> What is being asked: Copy each line below in which the word "Event" occurs.

> Data extracts:
● ● ● ●

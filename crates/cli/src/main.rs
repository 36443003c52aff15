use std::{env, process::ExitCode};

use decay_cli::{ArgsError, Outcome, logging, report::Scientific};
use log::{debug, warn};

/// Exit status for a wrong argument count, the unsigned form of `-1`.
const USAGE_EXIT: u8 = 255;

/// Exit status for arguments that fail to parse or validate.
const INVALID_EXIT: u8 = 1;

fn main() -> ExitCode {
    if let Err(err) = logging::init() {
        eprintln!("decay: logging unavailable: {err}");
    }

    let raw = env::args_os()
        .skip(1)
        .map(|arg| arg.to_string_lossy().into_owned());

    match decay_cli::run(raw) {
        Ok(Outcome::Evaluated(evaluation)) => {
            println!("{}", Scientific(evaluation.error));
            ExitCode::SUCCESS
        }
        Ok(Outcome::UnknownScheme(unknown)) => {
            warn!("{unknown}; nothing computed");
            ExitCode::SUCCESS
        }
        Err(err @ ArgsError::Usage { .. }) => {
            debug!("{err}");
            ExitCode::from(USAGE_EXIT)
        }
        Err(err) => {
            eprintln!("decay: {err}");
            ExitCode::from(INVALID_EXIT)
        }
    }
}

● ● ● ●

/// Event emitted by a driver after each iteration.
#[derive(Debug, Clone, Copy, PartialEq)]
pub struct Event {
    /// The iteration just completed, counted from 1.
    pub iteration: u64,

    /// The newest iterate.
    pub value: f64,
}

● ● ● ●

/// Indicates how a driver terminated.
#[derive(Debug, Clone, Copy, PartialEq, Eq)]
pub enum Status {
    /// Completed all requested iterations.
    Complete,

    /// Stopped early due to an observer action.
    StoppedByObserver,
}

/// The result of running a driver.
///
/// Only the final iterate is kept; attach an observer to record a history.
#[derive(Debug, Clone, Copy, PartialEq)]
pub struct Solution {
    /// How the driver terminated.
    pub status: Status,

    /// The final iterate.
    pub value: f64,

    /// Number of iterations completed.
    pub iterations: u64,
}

● ● ● ●

> Worked solution:
/// Event emitted by a driver after each iteration.
pub struct Event {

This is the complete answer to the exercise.